De la DISSOLUTION du SUJET : Freud et Antiphon

 

 

 

Freud n' a pas thématisé la jouissance. Mais on peut estimer que la problématique est abordée indirectement. Alors qu'il pensait avoir dégagé, dans le principe  de plaisir-déplaisir, ce qui fonde l'organisation de la vie psychique, il découvre une nouvelle énigme : le sujet humain semble mettre une grande part de son énergie à travailler contre son propre intérêt, répétant des comportements inadéquats, voire catastrophiques, lesquels contredisent avec évidence au principe de plaisir. Quelque chose d'obscur, une force étrange et dangereuse pousse le sujet dans la voie du déraisonnable, du plus grand déplaisir, et du risque. "Au delà du principe de plaisir" Freud engage la réflexion dans la voie du "Todestrieb" : la pulsion de mort. Par de là quelques formes pathologiques remarquables, compulsion de répétition, névrose de destinée, agressivité et destructivité, Freud se demande si cette pulsion ne serait pas, dans le sujet, mais aussi dans les formations sociales, une tendance inconsciente au retour vers l'inorganique, une nostalgie de l'état confusionnel précédant la naissance, une aspiration au néant. Tel ce vers du Moïse de Vigny:

"Laissez-moi m'endormir du sommeil de la terre".

Mais, si cette tendance existe bien au coeur de l'homme, et je crois l'avoir amplement vérifiée en moi-même, on peut l'interpréter de deux manières bien différentes. Freud y repère la tendance régressive, dépressive. Il y voit une négation de la vie organisée, au sens propre une nost-algie, souffrance du retour, mouvement vers la dissolution, dont la mort serait l'ultime accomplissement, le secret désir. Mais s'agit-il bien de la mort, toute la question est là. Il peut s'agir en effet de la mort, mais alors comment concilier cette idée avec cette autre, selon laquelle l'inconscient ignore tout la mort (de la mort de soi) alors qu'il voue le prochain fort volontiers aux géhennes. La mort fantasmée c'est le meurtre du proche. Difficile de concilier ces deux approches. Peut-être le sujet ne veut-il pas vraiment mourir, mais simplement supprimer une tension interne insupportable (la douleur extrême, la haine retournée contre soi, la jalousie pathologique et autres). Le suicide serait une erreur sur la personne : je me tue en croyant supprimer l'auteur de ma souffrance. Si je ne désire pas vraiment ma propre mort comment expliquer dès lors le mouvement vers la dissolution que je puis, par ailleurs, découvrir comme une tendance latente au coeur de l'homme?

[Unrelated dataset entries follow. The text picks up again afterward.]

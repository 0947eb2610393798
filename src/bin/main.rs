// SPDX-License-Identifier: AGPL-3.0-or-later
//
// Copyright (C) 2025 Daniel Negri
//
// This program is free software: you can redistribute it and/or modify
// it under the terms of the GNU Affero General Public License as published by
// the Free Software Foundation, either version 3 of the License, or
// (at your option) any later version.
//
// This program is distributed in the hope that it will be useful,
// but WITHOUT ANY WARRANTY; without even the implied warranty of
// MERCHANTABILITY or FITNESS FOR A PARTICULAR PURPOSE. See the
// GNU Affero General Public License for more details.
//
// You should have received a copy of the GNU Affero General Public License
// along with this program. If not, see <https://www.gnu.org/licenses/>.

use atm_sim_rs::{
    Authorization, ExpiryMonitor, IDLE_TIMEOUT, Ledger, Outcome, SWEEP_PERIOD, Session, Shell,
    loader,
};
use clap::Parser;
use rust_decimal::Decimal;
use std::fs::OpenOptions;
use std::io::{self, Write};
use std::path::{Path, PathBuf};
use std::process;
use std::sync::Arc;
use tracing::info;
use tracing_subscriber::EnvFilter;

/// ATM Simulator - a single-session command shell over an in-memory ledger
///
/// Loads account data from a CSV file at startup, then prompts for commands.
/// Enter 'help' at the prompt for the command list.
#[derive(Parser, Debug)]
#[command(name = "atm-sim-rs")]
#[command(about = "An ATM simulator with a PIN-authenticated command shell", long_about = None)]
struct Args {
    /// Path to the account data CSV (columns: ACCOUNT_ID, PIN, BALANCE)
    #[arg(long, value_name = "FILE", default_value = "data/accounts.csv")]
    data_file: PathBuf,

    /// Cash loaded into the machine at startup
    #[arg(long, value_name = "AMOUNT", default_value = "10000.00")]
    starting_cash: Decimal,

    /// Path to the diagnostic log file
    #[arg(long, value_name = "FILE", default_value = "logfile.log")]
    log_file: PathBuf,
}

fn main() {
    let args = Args::parse();

    if let Err(e) = init_logging(&args.log_file) {
        eprintln!(
            "Failed to open log file '{}': {}",
            args.log_file.display(),
            e
        );
        process::exit(1);
    }
    info!("logging started");

    // A missing data file or a missing required column is fatal at startup.
    let data = match loader::load_accounts(&args.data_file) {
        Ok(data) => data,
        Err(e) => {
            eprintln!("Error loading account data: {e}");
            process::exit(1);
        }
    };

    let ledger = Arc::new(Ledger::new());
    ledger.set_initial_balances(args.starting_cash, data.balances);

    let authorization = Arc::new(Authorization::new());
    authorization.set_auth_data(data.credentials);

    let session = Arc::new(Session::new());

    let _monitor = ExpiryMonitor::spawn(
        Arc::clone(&session),
        SWEEP_PERIOD,
        IDLE_TIMEOUT,
        |_account_id| println!("Session expired due to inactivity."),
    );

    let shell = Shell::new(ledger, authorization, session);

    println!("Welcome to the ATM simulator. Enter 'help' for available commands.");
    run_prompt(&shell);
}

/// Reads lines from stdin until EOF or the `end` command.
fn run_prompt(shell: &Shell) {
    let stdin = io::stdin();
    loop {
        print!(">> ");
        if io::stdout().flush().is_err() {
            break;
        }

        let mut line = String::new();
        match stdin.read_line(&mut line) {
            Ok(0) => break, // EOF
            Ok(_) => {}
            Err(e) => {
                eprintln!("Error reading input: {e}");
                break;
            }
        }

        match shell.execute(&line) {
            Outcome::Reply(text) => println!("{text}"),
            Outcome::Silent => {}
            Outcome::Exit => {
                println!("exiting...");
                break;
            }
        }
    }
}

/// Routes diagnostics to the log file; the terminal stays clean for the
/// prompt.
fn init_logging(path: &Path) -> io::Result<()> {
    let file = OpenOptions::new().create(true).append(true).open(path)?;
    tracing_subscriber::fmt()
        .with_env_filter(EnvFilter::try_from_default_env().unwrap_or_else(|_| EnvFilter::new("info")))
        .with_writer(std::sync::Mutex::new(file))
        .with_ansi(false)
        .init();
    Ok(())
}
// SPDX-License-Identifier: AGPL-3.0-or-later
//
// Copyright (C) 2025 Daniel Negri
//
// This program is free software: you can redistribute it and/or modify
// it under the terms of the GNU Affero General Public License as published by
// the Free Software Foundation, either version 3 of the License, or
// (at your option) any later version.
//
// This program is distributed in the hope that it will be useful,
// but WITHOUT ANY WARRANTY; without even the implied warranty of
// MERCHANTABILITY or FITNESS FOR A PARTICULAR PURPOSE. See the
// GNU Affero General Public License for more details.
//
// You should have received a copy of the GNU Affero General Public License
// along with this program. If not, see <https://www.gnu.org/licenses/>.

//! Account state.
//!
//! Each account holds an exact-decimal balance and an append-only transaction
//! history, created empty when the account is loaded. The balance may go
//! negative; the ledger decides when that incurs a fee.

use crate::transaction::HistoryEntry;
use chrono::Utc;
use parking_lot::Mutex;
use rust_decimal::Decimal;

#[derive(Debug)]
struct AccountData {
    balance: Decimal,
    history: Vec<HistoryEntry>,
}

impl AccountData {
    fn new(balance: Decimal) -> Self {
        Self {
            balance,
            history: Vec::new(),
        }
    }

    /// Appends a history entry snapshotting the current balance.
    fn record(&mut self, amount: Decimal) {
        self.history.push(HistoryEntry {
            date: Utc::now(),
            amount,
            balance: self.balance,
        });
    }

    fn assert_invariants(&self) {
        debug_assert!(
            self.balance.scale() <= 2,
            "Invariant violated: balance precision exceeded cents: {}",
            self.balance
        );
    }
}

/// A single account's balance and history behind a mutex.
#[derive(Debug)]
pub struct Account {
    inner: Mutex<AccountData>,
}

impl Account {
    pub fn new(balance: Decimal) -> Self {
        Self {
            inner: Mutex::new(AccountData::new(balance)),
        }
    }

    pub fn balance(&self) -> Decimal {
        self.inner.lock().balance
    }

    /// Returns a snapshot of the history in insertion order.
    pub fn history(&self) -> Vec<HistoryEntry> {
        self.inner.lock().history.clone()
    }

    /// Adds `amount` to the balance and records one history entry.
    ///
    /// Returns the new balance.
    pub(crate) fn credit(&self, amount: Decimal) -> Decimal {
        let mut data = self.inner.lock();
        data.balance += amount;
        data.record(amount);
        data.assert_invariants();
        data.balance
    }

    /// Subtracts `amount` from the balance, recording one history entry, and
    /// applies `overdraft_fee` as a second entry when the balance lands below
    /// zero. Both entries are appended under one lock so they stay adjacent.
    ///
    /// Returns the new balance and whether the fee was charged.
    pub(crate) fn debit(&self, amount: Decimal, overdraft_fee: Decimal) -> (Decimal, bool) {
        let mut data = self.inner.lock();
        data.balance -= amount;
        data.record(-amount);

        let mut was_overdrawn = false;
        if data.balance < Decimal::ZERO {
            data.balance -= overdraft_fee;
            data.record(-overdraft_fee);
            was_overdrawn = true;
        }

        data.assert_invariants();
        (data.balance, was_overdrawn)
    }
}
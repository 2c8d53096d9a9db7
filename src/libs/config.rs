//! User preferences for sharing job summaries.
//!
//! Two addresses drive the email action: the user's own address (copied on
//! every summary) and the recipient address (the office, a client, ...). A
//! download directory can be set for saved PDFs.
//!
//! Preferences live in `config.json` inside the per-user data directory
//! resolved by [`DataStorage`]. When the file is missing the placeholders
//! below are used, so the tool works before `tradelog init` has ever run.
//!
//! ## Usage
//!
//! ```rust,no_run
//! use tradelog::libs::config::Config;
//!
//! let mut config = Config::read()?;
//! config.recipient_email = "office@example.com".to_string();
//! config.save()?;
//! # Ok::<(), anyhow::Error>(())
//! ```

use super::data_storage::DataStorage;
use super::messages::Message;
use crate::msg_error_anyhow;
use anyhow::Result;
use dialoguer::{theme::ColorfulTheme, Input};
use serde::{Deserialize, Serialize};
use std::fs::{self, File};
use std::path::PathBuf;

/// Configuration file name inside the data directory.
pub const CONFIG_FILE_NAME: &str = "config.json";

/// Placeholder for the user's own address.
pub const DEFAULT_USER_EMAIL: &str = "your-email@example.com";

/// Placeholder for the recipient address.
pub const DEFAULT_RECIPIENT_EMAIL: &str = "work-email@example.com";

#[derive(Serialize, Deserialize, Clone, Debug, PartialEq)]
#[serde(default)]
pub struct Config {
    /// Your address, added as CC on summary emails.
    pub user_email: String,
    /// Where summary emails are sent.
    pub recipient_email: String,
    /// Directory for downloaded PDFs. `None` means the current directory.
    #[serde(skip_serializing_if = "Option::is_none")]
    pub download_dir: Option<PathBuf>,
}

impl Default for Config {
    fn default() -> Self {
        Config {
            user_email: DEFAULT_USER_EMAIL.to_string(),
            recipient_email: DEFAULT_RECIPIENT_EMAIL.to_string(),
            download_dir: None,
        }
    }
}

impl Config {
    /// Loads the configuration, falling back to defaults if there is none yet.
    pub fn read() -> Result<Config> {
        let config_file_path = DataStorage::new().get_path(CONFIG_FILE_NAME)?;
        if !config_file_path.exists() {
            return Ok(Config::default());
        }

        let config_str = fs::read_to_string(config_file_path)?;
        let config: Config = serde_json::from_str(&config_str).map_err(|e| {
            tracing::debug!(error = %e, "invalid config file");
            msg_error_anyhow!(Message::ConfigParseError)
        })?;
        Ok(config)
    }

    /// Writes the configuration as pretty-printed JSON.
    pub fn save(&self) -> Result<()> {
        let config_file_path = DataStorage::new().get_path(CONFIG_FILE_NAME)?;
        let config_file = File::create(config_file_path)?;
        serde_json::to_writer_pretty(&config_file, &self)?;
        Ok(())
    }

    /// Download directory, defaulting to the current directory.
    pub fn download_dir(&self) -> PathBuf {
        self.download_dir.clone().unwrap_or_else(|| PathBuf::from("."))
    }

    /// Interactive setup, pre-filled with the current values.
    pub fn init() -> Result<Self> {
        let current = Self::read().unwrap_or_default();

        let user_email: String = Input::with_theme(&ColorfulTheme::default())
            .with_prompt("Your email (for signature)")
            .default(current.user_email.clone())
            .interact_text()?;

        let recipient_email: String = Input::with_theme(&ColorfulTheme::default())
            .with_prompt("Recipient email (for sending)")
            .default(current.recipient_email.clone())
            .interact_text()?;

        let download_dir: String = Input::with_theme(&ColorfulTheme::default())
            .with_prompt("Download directory for PDFs")
            .default(current.download_dir().display().to_string())
            .interact_text()?;

        Ok(Config {
            user_email: user_email.trim().to_string(),
            recipient_email: recipient_email.trim().to_string(),
            download_dir: match download_dir.trim() {
                "" | "." => None,
                dir => Some(PathBuf::from(dir)),
            },
        })
    }
}
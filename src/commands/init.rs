//! Preference setup.
//!
//! Prompts for the two email addresses used by the email action and the
//! directory PDFs are saved to, then writes them to the config file.

use crate::{
    libs::{config::Config, messages::Message},
    msg_success,
};
use anyhow::Result;
use clap::Args;

#[derive(Debug, Args)]
pub struct InitArgs {
    /// Restore the default placeholders without prompting
    #[arg(short, long)]
    reset: bool,
}

pub fn cmd(init_args: InitArgs) -> Result<()> {
    if init_args.reset {
        Config::default().save()?;
        msg_success!(Message::ConfigReset);
        return Ok(());
    }

    Config::init()?.save()?;

    msg_success!(Message::ConfigSaved);
    Ok(())
}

Plutôt que la destruction définitive et sans reste, le trépas, c'est un certain état d'apaisement, de flottement délicat et délicieux, sans tension ni souci, sans idée ni préoccupation, comme à se laisser flotter sans peur à la surface d'un lac, ou dans une sieste sans conscience, quand cesse l'obsession du désir, le culte de la volonté, le souci de plaire ou de séduire, quand se suspend le principe d'individuation, que le sujet se dissout dans l'élément informel de la nature. "Sentiment océanique" disait Romain Rolland. Que cet état en effraie plus d'un, crispé sur son individualité différentielle, inapte à la détente, anxieux de préserver à tout prix sa précieuse conscience de soi, voilà qui se vérifie tous les jours. Mais tel autre  y verra la plus douce volupté  : Montaigne, émergeant d'un évanouissement, décrit l'extrême douceur de cette expérience de désubjectivation, ou Rousseau renversé par un chien, entre vie et mort.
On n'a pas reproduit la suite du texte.